> **Task**: Anywhere the string "lookaside" shows up in the listing below, copy the line it is in.
↓
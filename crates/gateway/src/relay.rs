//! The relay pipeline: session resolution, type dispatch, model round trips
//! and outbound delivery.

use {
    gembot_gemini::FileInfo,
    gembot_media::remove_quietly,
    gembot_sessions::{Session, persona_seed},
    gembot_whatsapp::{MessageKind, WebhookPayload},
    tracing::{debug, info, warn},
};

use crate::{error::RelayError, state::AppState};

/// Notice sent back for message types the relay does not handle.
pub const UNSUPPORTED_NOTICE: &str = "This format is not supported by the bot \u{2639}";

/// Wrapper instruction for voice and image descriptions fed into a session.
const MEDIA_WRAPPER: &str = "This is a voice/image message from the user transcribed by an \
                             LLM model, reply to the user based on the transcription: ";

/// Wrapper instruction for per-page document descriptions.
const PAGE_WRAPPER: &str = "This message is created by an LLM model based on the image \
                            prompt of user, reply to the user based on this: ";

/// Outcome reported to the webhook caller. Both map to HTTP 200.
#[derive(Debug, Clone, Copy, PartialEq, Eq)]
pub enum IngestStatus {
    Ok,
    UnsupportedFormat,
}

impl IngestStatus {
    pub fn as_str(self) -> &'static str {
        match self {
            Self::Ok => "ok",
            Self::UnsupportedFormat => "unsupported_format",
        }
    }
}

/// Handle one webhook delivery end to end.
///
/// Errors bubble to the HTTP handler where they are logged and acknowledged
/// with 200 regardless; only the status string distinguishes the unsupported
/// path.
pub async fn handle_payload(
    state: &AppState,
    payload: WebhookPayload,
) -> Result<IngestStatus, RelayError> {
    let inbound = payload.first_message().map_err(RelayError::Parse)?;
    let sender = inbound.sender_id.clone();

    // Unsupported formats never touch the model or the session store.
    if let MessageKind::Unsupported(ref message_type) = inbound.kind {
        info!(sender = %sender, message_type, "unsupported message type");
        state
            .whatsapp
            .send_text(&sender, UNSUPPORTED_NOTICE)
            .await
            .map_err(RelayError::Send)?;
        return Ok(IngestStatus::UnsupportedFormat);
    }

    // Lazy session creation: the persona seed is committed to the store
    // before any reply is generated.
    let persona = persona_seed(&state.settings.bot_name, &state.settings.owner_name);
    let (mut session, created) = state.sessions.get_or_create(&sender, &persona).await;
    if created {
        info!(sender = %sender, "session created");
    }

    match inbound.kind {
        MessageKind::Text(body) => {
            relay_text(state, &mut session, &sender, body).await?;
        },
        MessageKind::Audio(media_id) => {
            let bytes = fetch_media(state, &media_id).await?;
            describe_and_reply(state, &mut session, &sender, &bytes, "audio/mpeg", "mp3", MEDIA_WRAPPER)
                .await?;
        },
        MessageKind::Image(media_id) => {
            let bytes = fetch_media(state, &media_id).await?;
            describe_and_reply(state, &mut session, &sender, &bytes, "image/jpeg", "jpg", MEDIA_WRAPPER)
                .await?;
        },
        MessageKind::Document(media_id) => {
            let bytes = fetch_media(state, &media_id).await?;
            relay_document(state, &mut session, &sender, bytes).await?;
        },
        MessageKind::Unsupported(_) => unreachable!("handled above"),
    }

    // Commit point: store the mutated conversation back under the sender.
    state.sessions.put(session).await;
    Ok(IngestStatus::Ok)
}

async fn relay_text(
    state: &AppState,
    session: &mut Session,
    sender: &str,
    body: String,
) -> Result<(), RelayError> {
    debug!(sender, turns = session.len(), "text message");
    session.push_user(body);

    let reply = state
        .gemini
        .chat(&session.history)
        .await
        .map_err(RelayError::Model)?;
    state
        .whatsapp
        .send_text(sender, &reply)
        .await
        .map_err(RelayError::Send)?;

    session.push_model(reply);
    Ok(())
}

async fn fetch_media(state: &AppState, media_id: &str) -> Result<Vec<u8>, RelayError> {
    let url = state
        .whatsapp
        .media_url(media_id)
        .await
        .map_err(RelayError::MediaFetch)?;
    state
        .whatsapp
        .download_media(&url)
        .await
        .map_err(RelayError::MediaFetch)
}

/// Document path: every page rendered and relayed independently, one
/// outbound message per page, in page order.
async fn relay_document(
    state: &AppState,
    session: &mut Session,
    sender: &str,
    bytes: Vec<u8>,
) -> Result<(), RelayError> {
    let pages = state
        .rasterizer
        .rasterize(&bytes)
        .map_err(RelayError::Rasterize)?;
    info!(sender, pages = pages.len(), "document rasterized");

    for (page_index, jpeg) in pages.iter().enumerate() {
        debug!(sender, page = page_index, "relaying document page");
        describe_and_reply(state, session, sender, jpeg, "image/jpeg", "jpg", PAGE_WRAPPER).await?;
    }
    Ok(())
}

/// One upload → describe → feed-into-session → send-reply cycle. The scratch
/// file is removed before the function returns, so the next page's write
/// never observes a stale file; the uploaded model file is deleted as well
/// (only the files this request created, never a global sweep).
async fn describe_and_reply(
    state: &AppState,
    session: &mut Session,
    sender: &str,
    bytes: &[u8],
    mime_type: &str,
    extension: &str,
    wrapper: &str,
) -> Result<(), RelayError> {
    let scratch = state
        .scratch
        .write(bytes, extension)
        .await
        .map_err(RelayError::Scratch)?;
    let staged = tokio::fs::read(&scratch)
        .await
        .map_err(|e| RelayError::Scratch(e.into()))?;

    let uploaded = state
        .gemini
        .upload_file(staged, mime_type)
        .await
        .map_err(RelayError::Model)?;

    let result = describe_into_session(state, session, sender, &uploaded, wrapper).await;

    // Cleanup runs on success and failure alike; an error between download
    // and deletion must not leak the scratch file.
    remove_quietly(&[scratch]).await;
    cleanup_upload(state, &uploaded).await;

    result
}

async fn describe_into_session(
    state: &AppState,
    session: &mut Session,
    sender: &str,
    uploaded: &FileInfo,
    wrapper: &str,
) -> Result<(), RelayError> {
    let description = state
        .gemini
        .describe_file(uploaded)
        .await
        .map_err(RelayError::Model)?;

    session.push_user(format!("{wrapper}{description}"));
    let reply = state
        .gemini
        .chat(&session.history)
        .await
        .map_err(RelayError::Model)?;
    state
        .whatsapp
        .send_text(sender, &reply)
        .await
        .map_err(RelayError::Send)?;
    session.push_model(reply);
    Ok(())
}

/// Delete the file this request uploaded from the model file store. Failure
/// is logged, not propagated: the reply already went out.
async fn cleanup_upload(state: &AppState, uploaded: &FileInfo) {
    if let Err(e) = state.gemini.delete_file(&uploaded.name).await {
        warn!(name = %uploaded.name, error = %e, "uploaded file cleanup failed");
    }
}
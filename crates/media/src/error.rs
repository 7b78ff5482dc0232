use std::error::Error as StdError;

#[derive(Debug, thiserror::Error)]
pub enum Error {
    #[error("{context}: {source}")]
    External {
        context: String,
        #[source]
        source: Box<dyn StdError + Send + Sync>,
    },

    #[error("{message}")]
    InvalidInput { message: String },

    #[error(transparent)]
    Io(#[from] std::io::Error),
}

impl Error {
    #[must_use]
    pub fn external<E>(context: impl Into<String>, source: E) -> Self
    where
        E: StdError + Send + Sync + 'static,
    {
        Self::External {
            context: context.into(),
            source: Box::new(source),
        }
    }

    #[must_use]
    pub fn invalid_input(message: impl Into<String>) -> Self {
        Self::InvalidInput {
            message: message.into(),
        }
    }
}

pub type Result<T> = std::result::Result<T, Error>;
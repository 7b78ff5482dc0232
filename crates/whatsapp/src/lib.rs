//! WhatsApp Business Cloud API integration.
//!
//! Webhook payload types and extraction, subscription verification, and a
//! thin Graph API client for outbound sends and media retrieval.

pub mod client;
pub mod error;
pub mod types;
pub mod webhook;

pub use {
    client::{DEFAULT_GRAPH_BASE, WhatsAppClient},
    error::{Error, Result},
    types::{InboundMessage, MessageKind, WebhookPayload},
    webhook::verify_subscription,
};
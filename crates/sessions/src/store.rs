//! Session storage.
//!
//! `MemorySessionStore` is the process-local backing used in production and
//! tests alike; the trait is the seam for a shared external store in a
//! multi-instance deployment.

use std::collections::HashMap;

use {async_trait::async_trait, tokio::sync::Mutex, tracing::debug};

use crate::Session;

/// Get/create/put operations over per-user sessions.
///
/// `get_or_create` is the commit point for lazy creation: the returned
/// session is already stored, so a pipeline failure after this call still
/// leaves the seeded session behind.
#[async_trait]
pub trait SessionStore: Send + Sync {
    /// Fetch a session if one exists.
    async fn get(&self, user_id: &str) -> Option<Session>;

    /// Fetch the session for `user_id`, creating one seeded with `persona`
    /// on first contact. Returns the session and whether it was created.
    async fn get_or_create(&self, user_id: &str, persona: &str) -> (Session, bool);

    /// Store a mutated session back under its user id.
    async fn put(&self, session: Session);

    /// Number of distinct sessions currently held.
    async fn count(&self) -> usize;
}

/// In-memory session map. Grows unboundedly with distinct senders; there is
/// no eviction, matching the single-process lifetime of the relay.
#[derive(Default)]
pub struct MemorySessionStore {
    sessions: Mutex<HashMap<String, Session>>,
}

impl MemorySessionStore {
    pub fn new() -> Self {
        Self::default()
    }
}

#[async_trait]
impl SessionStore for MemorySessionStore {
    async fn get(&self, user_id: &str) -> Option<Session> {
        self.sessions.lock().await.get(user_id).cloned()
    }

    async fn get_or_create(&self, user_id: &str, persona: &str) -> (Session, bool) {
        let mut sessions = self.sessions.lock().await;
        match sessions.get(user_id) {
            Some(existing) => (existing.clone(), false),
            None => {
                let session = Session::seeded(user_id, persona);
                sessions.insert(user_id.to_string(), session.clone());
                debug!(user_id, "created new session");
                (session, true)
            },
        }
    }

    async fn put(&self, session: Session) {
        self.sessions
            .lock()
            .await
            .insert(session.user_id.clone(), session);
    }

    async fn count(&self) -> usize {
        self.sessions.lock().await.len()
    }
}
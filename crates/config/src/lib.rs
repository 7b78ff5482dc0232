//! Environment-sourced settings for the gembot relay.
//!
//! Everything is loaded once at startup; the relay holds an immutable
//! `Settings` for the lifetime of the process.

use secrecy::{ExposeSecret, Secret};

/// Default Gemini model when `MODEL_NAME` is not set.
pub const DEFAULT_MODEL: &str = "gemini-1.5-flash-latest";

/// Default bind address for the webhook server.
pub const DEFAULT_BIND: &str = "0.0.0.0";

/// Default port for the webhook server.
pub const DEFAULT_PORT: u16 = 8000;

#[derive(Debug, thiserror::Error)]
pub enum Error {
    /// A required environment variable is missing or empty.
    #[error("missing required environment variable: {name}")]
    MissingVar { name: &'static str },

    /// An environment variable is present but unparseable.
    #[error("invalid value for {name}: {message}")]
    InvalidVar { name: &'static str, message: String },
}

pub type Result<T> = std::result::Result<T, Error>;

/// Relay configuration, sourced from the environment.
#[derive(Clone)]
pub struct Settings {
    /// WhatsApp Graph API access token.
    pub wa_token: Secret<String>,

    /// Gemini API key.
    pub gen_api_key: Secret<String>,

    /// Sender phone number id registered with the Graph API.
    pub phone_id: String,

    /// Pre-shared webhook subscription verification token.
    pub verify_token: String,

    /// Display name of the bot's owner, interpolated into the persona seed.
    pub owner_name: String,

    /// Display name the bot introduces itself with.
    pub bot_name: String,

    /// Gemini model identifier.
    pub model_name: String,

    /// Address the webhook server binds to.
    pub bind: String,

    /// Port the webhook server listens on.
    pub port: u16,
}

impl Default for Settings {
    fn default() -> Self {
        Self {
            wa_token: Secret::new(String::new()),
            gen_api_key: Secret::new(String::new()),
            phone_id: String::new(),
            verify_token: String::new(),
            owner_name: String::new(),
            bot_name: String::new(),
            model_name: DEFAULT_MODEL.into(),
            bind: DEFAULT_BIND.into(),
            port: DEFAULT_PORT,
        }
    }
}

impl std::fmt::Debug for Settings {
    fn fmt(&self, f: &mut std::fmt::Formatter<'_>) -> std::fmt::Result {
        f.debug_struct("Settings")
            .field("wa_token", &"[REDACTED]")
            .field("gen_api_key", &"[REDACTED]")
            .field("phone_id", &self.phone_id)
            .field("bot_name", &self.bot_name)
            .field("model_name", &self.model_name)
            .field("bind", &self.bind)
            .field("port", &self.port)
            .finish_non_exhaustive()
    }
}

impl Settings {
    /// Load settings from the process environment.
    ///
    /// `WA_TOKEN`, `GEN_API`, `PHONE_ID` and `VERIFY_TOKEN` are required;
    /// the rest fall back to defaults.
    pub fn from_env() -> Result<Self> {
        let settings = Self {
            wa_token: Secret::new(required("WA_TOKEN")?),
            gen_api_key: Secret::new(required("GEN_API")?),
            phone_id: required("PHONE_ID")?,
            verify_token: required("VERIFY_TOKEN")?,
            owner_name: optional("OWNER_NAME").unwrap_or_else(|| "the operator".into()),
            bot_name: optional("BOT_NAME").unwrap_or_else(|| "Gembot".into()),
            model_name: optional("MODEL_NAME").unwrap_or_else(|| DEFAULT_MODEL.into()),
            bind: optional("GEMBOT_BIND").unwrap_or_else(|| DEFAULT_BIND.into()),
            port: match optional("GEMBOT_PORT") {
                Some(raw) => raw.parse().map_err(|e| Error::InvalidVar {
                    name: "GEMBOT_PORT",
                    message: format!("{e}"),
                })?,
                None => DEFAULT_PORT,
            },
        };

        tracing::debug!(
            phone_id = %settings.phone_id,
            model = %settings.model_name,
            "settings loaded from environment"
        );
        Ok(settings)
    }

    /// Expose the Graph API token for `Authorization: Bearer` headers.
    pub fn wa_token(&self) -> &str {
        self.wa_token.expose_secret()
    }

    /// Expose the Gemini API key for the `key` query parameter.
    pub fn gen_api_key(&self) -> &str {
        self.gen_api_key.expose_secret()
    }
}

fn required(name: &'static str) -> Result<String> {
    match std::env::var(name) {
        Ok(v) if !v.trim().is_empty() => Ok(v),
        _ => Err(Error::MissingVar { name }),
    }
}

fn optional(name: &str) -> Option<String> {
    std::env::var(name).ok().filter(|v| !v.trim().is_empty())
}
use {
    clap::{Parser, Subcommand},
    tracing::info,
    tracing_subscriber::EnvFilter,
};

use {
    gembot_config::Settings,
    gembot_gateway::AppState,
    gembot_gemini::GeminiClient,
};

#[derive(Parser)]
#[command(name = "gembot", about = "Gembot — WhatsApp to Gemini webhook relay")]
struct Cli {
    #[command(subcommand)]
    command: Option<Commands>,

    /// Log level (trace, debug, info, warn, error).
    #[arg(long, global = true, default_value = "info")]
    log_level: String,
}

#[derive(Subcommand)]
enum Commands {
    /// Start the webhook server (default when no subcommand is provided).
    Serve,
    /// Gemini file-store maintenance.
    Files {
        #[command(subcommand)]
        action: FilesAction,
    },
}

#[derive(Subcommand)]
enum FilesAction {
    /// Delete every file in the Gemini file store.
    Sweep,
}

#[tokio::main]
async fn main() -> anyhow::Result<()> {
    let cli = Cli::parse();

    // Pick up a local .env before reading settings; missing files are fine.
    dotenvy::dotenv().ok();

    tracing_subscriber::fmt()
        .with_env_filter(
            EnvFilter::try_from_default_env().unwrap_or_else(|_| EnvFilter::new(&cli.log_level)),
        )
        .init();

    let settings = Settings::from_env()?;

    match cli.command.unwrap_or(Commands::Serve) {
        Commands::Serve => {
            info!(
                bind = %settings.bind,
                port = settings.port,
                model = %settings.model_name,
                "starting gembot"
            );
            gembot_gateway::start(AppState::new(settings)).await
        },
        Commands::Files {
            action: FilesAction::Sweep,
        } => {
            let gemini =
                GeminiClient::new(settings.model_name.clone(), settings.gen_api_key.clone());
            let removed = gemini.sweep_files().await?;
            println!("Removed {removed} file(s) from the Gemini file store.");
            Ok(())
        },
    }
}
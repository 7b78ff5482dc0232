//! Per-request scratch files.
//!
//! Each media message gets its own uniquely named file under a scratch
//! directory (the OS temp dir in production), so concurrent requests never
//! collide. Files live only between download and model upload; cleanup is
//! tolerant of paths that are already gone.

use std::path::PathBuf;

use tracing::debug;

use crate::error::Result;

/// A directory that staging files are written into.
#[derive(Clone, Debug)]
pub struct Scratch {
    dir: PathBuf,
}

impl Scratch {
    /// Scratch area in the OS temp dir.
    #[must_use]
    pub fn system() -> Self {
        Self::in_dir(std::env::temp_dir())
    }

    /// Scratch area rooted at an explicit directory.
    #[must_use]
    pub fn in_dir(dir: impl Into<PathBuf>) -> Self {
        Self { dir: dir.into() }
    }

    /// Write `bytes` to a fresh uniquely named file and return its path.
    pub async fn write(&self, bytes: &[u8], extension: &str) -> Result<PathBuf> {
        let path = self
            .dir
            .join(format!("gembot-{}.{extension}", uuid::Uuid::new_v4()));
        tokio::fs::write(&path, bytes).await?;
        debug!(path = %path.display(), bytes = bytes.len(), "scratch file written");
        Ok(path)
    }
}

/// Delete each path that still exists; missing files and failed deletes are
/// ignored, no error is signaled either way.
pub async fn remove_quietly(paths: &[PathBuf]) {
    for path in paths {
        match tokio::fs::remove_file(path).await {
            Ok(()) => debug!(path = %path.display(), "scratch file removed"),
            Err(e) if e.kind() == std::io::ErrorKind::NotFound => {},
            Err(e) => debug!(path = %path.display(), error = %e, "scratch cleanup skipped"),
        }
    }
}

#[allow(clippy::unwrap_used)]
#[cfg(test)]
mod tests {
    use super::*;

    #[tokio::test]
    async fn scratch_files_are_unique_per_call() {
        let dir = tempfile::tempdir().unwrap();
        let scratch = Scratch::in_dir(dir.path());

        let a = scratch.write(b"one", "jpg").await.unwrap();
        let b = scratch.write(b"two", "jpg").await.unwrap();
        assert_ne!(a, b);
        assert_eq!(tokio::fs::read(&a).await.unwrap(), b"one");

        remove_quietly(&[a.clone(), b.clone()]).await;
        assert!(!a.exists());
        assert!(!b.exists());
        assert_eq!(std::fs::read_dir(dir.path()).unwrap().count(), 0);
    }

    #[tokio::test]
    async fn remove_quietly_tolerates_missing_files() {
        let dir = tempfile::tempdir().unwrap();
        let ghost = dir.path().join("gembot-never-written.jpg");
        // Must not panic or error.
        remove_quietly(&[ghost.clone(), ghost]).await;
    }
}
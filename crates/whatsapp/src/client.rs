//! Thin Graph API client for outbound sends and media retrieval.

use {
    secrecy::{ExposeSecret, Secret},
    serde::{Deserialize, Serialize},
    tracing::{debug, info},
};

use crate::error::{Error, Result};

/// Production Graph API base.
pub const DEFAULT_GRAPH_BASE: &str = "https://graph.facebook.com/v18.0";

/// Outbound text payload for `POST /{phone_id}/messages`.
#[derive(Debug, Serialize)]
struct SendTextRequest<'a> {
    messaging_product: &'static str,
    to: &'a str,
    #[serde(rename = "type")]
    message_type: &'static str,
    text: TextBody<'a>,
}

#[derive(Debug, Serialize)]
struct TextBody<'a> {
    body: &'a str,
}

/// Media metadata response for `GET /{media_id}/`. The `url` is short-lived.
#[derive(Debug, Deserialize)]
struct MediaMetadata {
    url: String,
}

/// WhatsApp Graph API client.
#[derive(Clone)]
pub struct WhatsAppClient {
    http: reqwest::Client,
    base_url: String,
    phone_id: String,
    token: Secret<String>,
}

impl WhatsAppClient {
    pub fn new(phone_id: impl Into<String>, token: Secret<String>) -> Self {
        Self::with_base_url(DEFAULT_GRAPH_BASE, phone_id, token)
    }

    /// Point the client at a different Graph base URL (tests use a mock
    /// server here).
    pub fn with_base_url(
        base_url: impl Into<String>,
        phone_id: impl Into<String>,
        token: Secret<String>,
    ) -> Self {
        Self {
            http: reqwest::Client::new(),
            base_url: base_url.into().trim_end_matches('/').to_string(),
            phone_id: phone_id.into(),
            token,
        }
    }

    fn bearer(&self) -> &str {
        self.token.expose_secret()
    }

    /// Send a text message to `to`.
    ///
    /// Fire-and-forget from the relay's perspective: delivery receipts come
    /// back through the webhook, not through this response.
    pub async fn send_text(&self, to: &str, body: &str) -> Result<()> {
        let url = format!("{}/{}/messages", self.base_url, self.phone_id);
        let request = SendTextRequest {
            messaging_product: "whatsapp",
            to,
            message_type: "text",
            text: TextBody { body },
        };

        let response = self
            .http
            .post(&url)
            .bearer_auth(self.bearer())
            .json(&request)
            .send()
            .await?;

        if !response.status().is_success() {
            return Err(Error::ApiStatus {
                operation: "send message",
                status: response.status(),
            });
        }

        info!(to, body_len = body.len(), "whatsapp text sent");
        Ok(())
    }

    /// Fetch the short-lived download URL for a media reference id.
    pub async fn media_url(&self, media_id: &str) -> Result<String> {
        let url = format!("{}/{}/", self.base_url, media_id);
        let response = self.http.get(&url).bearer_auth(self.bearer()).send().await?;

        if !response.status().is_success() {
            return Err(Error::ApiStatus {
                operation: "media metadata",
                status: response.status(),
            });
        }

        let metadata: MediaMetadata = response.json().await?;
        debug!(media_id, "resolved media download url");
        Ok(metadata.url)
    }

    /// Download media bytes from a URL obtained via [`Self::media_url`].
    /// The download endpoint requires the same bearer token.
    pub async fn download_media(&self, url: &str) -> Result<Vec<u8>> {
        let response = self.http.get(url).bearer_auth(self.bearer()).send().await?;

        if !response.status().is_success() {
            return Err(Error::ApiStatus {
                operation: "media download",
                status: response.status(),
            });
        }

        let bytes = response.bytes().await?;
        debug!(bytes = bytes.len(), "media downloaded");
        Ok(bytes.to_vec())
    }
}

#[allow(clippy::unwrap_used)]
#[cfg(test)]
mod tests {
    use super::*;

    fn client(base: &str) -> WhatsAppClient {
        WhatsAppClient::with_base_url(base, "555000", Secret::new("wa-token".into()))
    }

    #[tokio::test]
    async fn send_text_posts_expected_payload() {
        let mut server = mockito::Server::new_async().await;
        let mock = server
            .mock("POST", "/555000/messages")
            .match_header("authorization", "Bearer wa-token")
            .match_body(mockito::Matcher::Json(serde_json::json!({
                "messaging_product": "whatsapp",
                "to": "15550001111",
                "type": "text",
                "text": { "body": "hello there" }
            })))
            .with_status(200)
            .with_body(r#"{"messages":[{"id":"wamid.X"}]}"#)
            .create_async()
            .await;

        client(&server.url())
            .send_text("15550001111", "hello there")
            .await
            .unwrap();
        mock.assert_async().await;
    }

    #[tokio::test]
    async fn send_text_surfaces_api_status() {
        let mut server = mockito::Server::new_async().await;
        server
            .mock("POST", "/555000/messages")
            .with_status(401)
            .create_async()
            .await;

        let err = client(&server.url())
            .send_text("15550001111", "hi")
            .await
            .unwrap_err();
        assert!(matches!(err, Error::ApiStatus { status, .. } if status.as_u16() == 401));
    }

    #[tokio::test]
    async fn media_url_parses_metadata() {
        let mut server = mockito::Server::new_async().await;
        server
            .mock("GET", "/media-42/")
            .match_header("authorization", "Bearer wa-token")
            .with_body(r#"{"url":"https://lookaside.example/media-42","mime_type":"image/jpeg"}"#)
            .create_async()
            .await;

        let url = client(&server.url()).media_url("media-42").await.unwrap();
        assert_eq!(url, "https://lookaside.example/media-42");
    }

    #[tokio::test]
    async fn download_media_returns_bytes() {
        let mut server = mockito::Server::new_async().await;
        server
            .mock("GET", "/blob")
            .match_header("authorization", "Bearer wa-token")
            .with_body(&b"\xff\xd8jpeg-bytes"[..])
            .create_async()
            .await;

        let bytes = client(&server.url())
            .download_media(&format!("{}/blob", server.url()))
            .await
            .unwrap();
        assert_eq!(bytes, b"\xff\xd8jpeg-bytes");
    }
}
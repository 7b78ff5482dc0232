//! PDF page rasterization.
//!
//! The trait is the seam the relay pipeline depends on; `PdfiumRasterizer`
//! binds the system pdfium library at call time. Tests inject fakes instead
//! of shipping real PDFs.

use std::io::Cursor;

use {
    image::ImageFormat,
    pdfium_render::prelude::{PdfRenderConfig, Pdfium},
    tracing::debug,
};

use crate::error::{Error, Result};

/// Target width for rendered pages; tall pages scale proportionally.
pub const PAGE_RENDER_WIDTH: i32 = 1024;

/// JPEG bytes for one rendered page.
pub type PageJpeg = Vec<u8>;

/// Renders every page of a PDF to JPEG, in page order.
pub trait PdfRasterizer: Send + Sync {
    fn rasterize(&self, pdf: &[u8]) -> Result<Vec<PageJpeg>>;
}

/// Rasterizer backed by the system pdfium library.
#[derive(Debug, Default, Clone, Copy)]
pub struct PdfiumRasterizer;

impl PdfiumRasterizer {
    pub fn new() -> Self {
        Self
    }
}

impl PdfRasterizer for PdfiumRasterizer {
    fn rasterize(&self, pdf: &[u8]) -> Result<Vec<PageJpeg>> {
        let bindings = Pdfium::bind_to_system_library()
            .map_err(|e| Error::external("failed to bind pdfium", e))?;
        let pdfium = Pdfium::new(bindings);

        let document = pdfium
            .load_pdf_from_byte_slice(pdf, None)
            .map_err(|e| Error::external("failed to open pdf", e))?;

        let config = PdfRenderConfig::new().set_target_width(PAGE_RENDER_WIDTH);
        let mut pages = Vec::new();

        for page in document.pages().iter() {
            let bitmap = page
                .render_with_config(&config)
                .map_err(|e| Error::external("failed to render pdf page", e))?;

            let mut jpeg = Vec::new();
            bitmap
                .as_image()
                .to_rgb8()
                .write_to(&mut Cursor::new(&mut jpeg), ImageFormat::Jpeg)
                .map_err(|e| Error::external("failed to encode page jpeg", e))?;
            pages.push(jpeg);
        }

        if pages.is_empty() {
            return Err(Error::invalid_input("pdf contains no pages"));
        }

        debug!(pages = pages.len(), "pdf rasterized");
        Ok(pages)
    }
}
↑
> **Written reply**:
            .with_body(r#"{"url":"https://lookaside.example/media-42","mime_type":"image/jpeg"}"#)
        assert_eq!(url, "https://lookaside.example/media-42");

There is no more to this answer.